** Opening DATA EXTRACT block **

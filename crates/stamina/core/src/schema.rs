//! Declarative description of the stamina fields the mod rewrites.
//!
//! Every adjustable field is listed once in [`STAMINA_FIELDS`] together with
//! its semantic type, the direction a positive percentage moves it, and the
//! constant it takes in unlimited mode. The transformer walks this table
//! instead of handling each field by hand.

use crate::value::{FieldValue, ValueKind};

/// Value written to drain/consumption fields in unlimited mode.
pub const UNLIMITED_DRAIN: f64 = 0.0;

/// Value written to capacity/restoration fields in unlimited mode.
pub const UNLIMITED_CAPACITY: f64 = 500.0;

/// Which way a positive user percentage moves a field.
#[derive(Clone, Copy, Debug, PartialEq, Eq, Hash, strum::Display, strum::AsRefStr)]
#[strum(serialize_all = "snake_case")]
pub enum Direction {
    /// Capacity and restoration fields grow with a positive percentage.
    Increase,
    /// Drain and consumption fields shrink with a positive percentage.
    Decrease,
}

impl Direction {
    /// Returns the signed percentage to hand to the percentage helper.
    pub fn apply(self, percent: f64) -> f64 {
        match self {
            Self::Increase => percent,
            Self::Decrease => -percent,
        }
    }
}

/// Semantic type of a schema field plus its unlimited-mode constant.
#[derive(Clone, Copy, Debug, PartialEq)]
pub enum FieldKind {
    Float { direction: Direction, unlimited: f64 },
    Flag { unlimited: bool },
}

/// One adjustable field of the stamina table.
#[derive(Clone, Copy, Debug, PartialEq)]
pub struct FieldSpec {
    /// Dotted path inside the stamina table, e.g. `WalkConsumption.x`.
    pub name: &'static str,
    pub kind: FieldKind,
}

impl FieldSpec {
    /// A drain/consumption field: shrinks with positive percent, zero when unlimited.
    pub const fn drain(name: &'static str) -> Self {
        Self {
            name,
            kind: FieldKind::Float {
                direction: Direction::Decrease,
                unlimited: UNLIMITED_DRAIN,
            },
        }
    }

    /// A capacity/restoration field: grows with positive percent, 500 when unlimited.
    pub const fn capacity(name: &'static str) -> Self {
        Self {
            name,
            kind: FieldKind::Float {
                direction: Direction::Increase,
                unlimited: UNLIMITED_CAPACITY,
            },
        }
    }

    /// An exhaustion side-effect switch, disabled when unlimited.
    pub const fn exhaustion_flag(name: &'static str) -> Self {
        Self {
            name,
            kind: FieldKind::Flag { unlimited: false },
        }
    }

    /// The constant this field takes in unlimited mode.
    pub const fn unlimited_value(&self) -> FieldValue {
        match self.kind {
            FieldKind::Float { unlimited, .. } => FieldValue::Float(unlimited),
            FieldKind::Flag { unlimited } => FieldValue::Flag(unlimited),
        }
    }

    pub const fn value_kind(&self) -> ValueKind {
        match self.kind {
            FieldKind::Float { .. } => ValueKind::Float,
            FieldKind::Flag { .. } => ValueKind::Flag,
        }
    }

    /// Percent-mode direction, `None` for flags.
    pub const fn direction(&self) -> Option<Direction> {
        match self.kind {
            FieldKind::Float { direction, .. } => Some(direction),
            FieldKind::Flag { .. } => None,
        }
    }

    /// Top-level table key, e.g. `WalkConsumption` for `WalkConsumption.x`.
    pub fn group(&self) -> &'static str {
        self.name.split('.').next().unwrap_or(self.name)
    }

    /// Vector component (`x`, `y`, `z`) for nested fields.
    pub fn component(&self) -> Option<&'static str> {
        self.name.split_once('.').map(|(_, component)| component)
    }
}

/// Fields adjusted by the mod, in the order they are processed.
pub static STAMINA_FIELDS: [FieldSpec; 31] = [
    FieldSpec::drain("AimConsumptionByPose.x"),
    FieldSpec::drain("AimConsumptionByPose.y"),
    FieldSpec::drain("AimConsumptionByPose.z"),
    FieldSpec::drain("AimDrainRate"),
    FieldSpec::drain("AimRangeFinderDrainRate"),
    FieldSpec::drain("BaseHoldBreathConsumption"),
    FieldSpec::capacity("BaseRestorationRate"),
    FieldSpec::capacity("Capacity"),
    FieldSpec::drain("CrouchConsumption.x"),
    FieldSpec::drain("CrouchConsumption.y"),
    FieldSpec::drain("GrenadeHighThrow"),
    FieldSpec::drain("GrenadeLowThrow"),
    FieldSpec::drain("HoldBreathStaminaMultiplier.x"),
    FieldSpec::drain("HoldBreathStaminaMultiplier.y"),
    FieldSpec::capacity("HandsCapacity"),
    FieldSpec::capacity("HandsRestoration"),
    FieldSpec::drain("JumpConsumption"),
    FieldSpec::capacity("OxygenCapacity"),
    FieldSpec::capacity("OxygenRestoration"),
    FieldSpec::drain("PoseLevelConsumptionPerNotch.x"),
    FieldSpec::drain("PoseLevelConsumptionPerNotch.y"),
    FieldSpec::drain("ProneConsumption"),
    FieldSpec::drain("SitToStandConsumption"),
    FieldSpec::drain("SprintDrainRate"),
    FieldSpec::exhaustion_flag("StaminaExhaustionCausesJiggle"),
    FieldSpec::exhaustion_flag("StaminaExhaustionRocksCamera"),
    FieldSpec::exhaustion_flag("StaminaExhaustionStartsBreathSound"),
    FieldSpec::drain("StandupConsumption.x"),
    FieldSpec::drain("StandupConsumption.y"),
    FieldSpec::drain("WalkConsumption.x"),
    FieldSpec::drain("WalkConsumption.y"),
];

/// Ordered, immutable set of adjustable fields.
#[derive(Clone, Copy, Debug)]
pub struct StaminaSchema {
    fields: &'static [FieldSpec],
}

impl StaminaSchema {
    pub const fn new(fields: &'static [FieldSpec]) -> Self {
        Self { fields }
    }

    /// The built-in schema of the host's stamina table.
    pub fn stamina() -> Self {
        Self::new(&STAMINA_FIELDS)
    }

    pub fn iter(&self) -> impl Iterator<Item = &'static FieldSpec> {
        self.fields.iter()
    }

    pub fn get(&self, name: &str) -> Option<&'static FieldSpec> {
        self.fields.iter().find(|field| field.name == name)
    }

    pub fn contains(&self, name: &str) -> bool {
        self.get(name).is_some()
    }

    pub fn len(&self) -> usize {
        self.fields.len()
    }

    pub fn is_empty(&self) -> bool {
        self.fields.is_empty()
    }
}

impl Default for StaminaSchema {
    fn default() -> Self {
        Self::stamina()
    }
}
//! Command line host for the CustomStamina mod.
//!
//! Loads a host globals document, runs the mod against its stamina table
//! and writes the result back.
//!
//! ```bash
//! custom-stamina apply --globals database/globals.json --config config/config.json
//! custom-stamina init-config --globals database/globals.json --output config/config.json
//! custom-stamina fields
//! ```

mod commands;
mod config;
mod logging;

use anyhow::Result;
use clap::Parser;
use commands::{Apply, Fields, InitConfig};
use config::CliConfig;

/// Adjust breath, leg and hand stamina of a host globals document
#[derive(Parser)]
#[command(name = "custom-stamina")]
#[command(about = "Stamina adjustment mod runner", long_about = None)]
#[command(version)]
struct Cli {
    #[command(subcommand)]
    command: Command,
}

#[derive(Parser)]
enum Command {
    /// Run the mod against a globals document
    Apply(Apply),

    /// Create a config file from the current stamina table
    InitConfig(InitConfig),

    /// List the adjustable fields
    Fields(Fields),
}

#[tokio::main]
async fn main() -> Result<()> {
    // Load .env file if it exists (silently ignore if not found)
    let _ = dotenvy::dotenv();

    let cli = Cli::parse();
    let config = CliConfig::from_env();
    let _guard = logging::setup_logging(&config)?;

    match cli.command {
        Command::Apply(cmd) => cmd.execute(&config).await,
        Command::InitConfig(cmd) => cmd.execute().await,
        Command::Fields(cmd) => cmd.execute(),
    }
}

** Closing DATA EXTRACT block **

* WHAT TO DO: Each line of the data above containing the string "WalkConsumption" is to be copied.

* ANSWER SPACE:
    /// Dotted path inside the stamina table, e.g. `WalkConsumption.x`.
    /// Top-level table key, e.g. `WalkConsumption` for `WalkConsumption.x`.
    FieldSpec::drain("WalkConsumption.x"),
    FieldSpec::drain("WalkConsumption.y"),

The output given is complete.